|By Bob Weaver|
Before my dad died in 2000 at the age of 87, I asked him what was most difficult about growing old.
He said that while suffering through the aches, pains and health problems of old age and my mother dying, it was watching members of his family and friends pass on.
As I'm now growing older, as each year passes, the pain of the such deaths are taking a toll.
Missing their presence.
For at least a couple years after my day died, the thought would enter that I should call him, or go over and see him.
A couple months ago I went to several funerals within a week, including one of a friend of 30 years who died of cancer. Asked by his family to say a few words at his funeral, I managed to stumblingly utter a few.
Now, during waking hours, I think of him, inspired to give him a call and listen to him rant about Obama. He watched Fox News during most of his waking hours.
It was life's journey we shared that bonded us, both of us recovering alcoholics, often joking about our wanton alcoholic behavior, able to laugh at our misdeeds or talk about the smallest of things.

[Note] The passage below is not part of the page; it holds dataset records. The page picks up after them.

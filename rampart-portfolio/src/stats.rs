//! Return and covariance estimation on aligned close histories.

use itertools::Itertools;

/// Square matrix stored row-major as nested vectors.
pub type Matrix = Vec<Vec<f64>>;

/// Simple returns `p[t] / p[t-1] - 1` for one close series.
#[must_use]
pub fn simple_returns(closes: &[f64]) -> Vec<f64> {
    closes
        .iter()
        .tuple_windows()
        .map(|(previous, current)| current / previous - 1.0)
        .collect()
}

#[must_use]
pub fn mean(values: &[f64]) -> f64 {
    if values.is_empty() {
        0.0
    } else {
        values.iter().sum::<f64>() / values.len() as f64
    }
}

/// Unbiased sample covariance of equally long return series.
#[must_use]
pub fn covariance(returns: &[Vec<f64>]) -> Matrix {
    let n = returns.len();
    let observations = returns.iter().map(Vec::len).min().unwrap_or(0);
    let mut matrix = vec![vec![0.0; n]; n];
    if observations < 2 {
        return matrix;
    }
    let means: Vec<f64> = returns.iter().map(|series| mean(series)).collect();
    for i in 0..n {
        for j in i..n {
            let value = (0..observations)
                .map(|t| (returns[i][t] - means[i]) * (returns[j][t] - means[j]))
                .sum::<f64>()
                / (observations as f64 - 1.0);
            matrix[i][j] = value;
            matrix[j][i] = value;
        }
    }
    matrix
}

/// Correlation matrix derived from a covariance matrix. Zero-variance rows correlate with
/// nothing but themselves.
#[must_use]
pub fn correlation(covariance: &Matrix) -> Matrix {
    let n = covariance.len();
    let deviations: Vec<f64> = (0..n).map(|i| covariance[i][i].max(0.0).sqrt()).collect();
    let mut matrix = vec![vec![0.0; n]; n];
    for i in 0..n {
        for j in 0..n {
            matrix[i][j] = if i == j {
                1.0
            } else if deviations[i] > 0.0 && deviations[j] > 0.0 {
                (covariance[i][j] / (deviations[i] * deviations[j])).clamp(-1.0, 1.0)
            } else {
                0.0
            };
        }
    }
    matrix
}

#[must_use]
pub fn trace(matrix: &Matrix) -> f64 {
    (0..matrix.len()).map(|i| matrix[i][i]).sum()
}

/// Ledoit-Wolf shrinkage of the sample covariance towards a scaled identity.
///
/// Returns the shrunk matrix and the shrinkage intensity in `[0, 1]`.
#[must_use]
pub fn ledoit_wolf(returns: &[Vec<f64>]) -> (Matrix, f64) {
    let n = returns.len();
    let observations = returns.iter().map(Vec::len).min().unwrap_or(0);
    if n == 0 || observations == 0 {
        return (Vec::new(), 1.0);
    }
    let t = observations as f64;
    let means: Vec<f64> = returns.iter().map(|series| mean(series)).collect();
    let centered: Vec<Vec<f64>> = (0..observations)
        .map(|row| (0..n).map(|i| returns[i][row] - means[i]).collect())
        .collect();

    let mut sample = vec![vec![0.0; n]; n];
    for row in &centered {
        for i in 0..n {
            for j in 0..n {
                sample[i][j] += row[i] * row[j] / t;
            }
        }
    }

    let target = trace(&sample) / n as f64;
    let mut distance = 0.0;
    for i in 0..n {
        for j in 0..n {
            let identity = if i == j { target } else { 0.0 };
            distance += (sample[i][j] - identity).powi(2);
        }
    }

    let mut dispersion = 0.0;
    for row in &centered {
        for i in 0..n {
            for j in 0..n {
                dispersion += (row[i] * row[j] - sample[i][j]).powi(2);
            }
        }
    }
    dispersion /= t * t;

    let intensity = if distance > 0.0 {
        (dispersion.min(distance) / distance).clamp(0.0, 1.0)
    } else {
        1.0
    };

    let shrunk = (0..n)
        .map(|i| {
            (0..n)
                .map(|j| {
                    let identity = if i == j { target } else { 0.0 };
                    intensity * identity + (1.0 - intensity) * sample[i][j]
                })
                .collect()
        })
        .collect();
    (shrunk, intensity)
}

/// `x' M y`
#[must_use]
pub fn quadratic_form(matrix: &Matrix, x: &[f64], y: &[f64]) -> f64 {
    matrix
        .iter()
        .zip(x)
        .map(|(row, xi)| xi * row.iter().zip(y).map(|(m, yj)| m * yj).sum::<f64>())
        .sum()
}

/// `M x`
#[must_use]
pub fn mat_vec(matrix: &Matrix, x: &[f64]) -> Vec<f64> {
    matrix
        .iter()
        .map(|row| row.iter().zip(x).map(|(m, xi)| m * xi).sum())
        .collect()
}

In the Calhoun community, I mourn the passing of old-timers, some pillars of the community and some not. Old veterans and stalwart women, or real sorrow over the early demise of young people.
A while back three generations died in a Leading Creek fire. While not close friends, I was well aware how the Davidson family cared for each other, all of then having burdens to bear. The elderly mother cared for by her son, the son caring for his physically challenged daughter.
And Roy Davidson himself, trying to carry on after the early death of his wife by cancer the previous fall.
One would think I should have a higher acceptance of the cycle of life, having been a former funeral director.
Maybe it's just a lack of faith.
In the small community of Hur, virtually all the people I knew growing up have died since we returned to our home-place over 20 years ago.
Now, my longtime friend and neighbor Charles "Tap" Kerby has passed. Each time a car passes the house, I'm reminded of his daily journeys down the road, his presence still abounds.
A single woman is still living, Lula Starcher Hughes, now over 100.
The greatest reward of doing the Hur Herald has been visiting with Calhoun people and hearing their stories.
I cherish memories of those gone on, even the off-the-wall characters, grateful to them all for what they meant to my life's journey.
As each year goes by, I feel more alone with their absence.
Certainly the exercise of seeing those you have known die off is a preparatory exercise in facing ones pending mortality.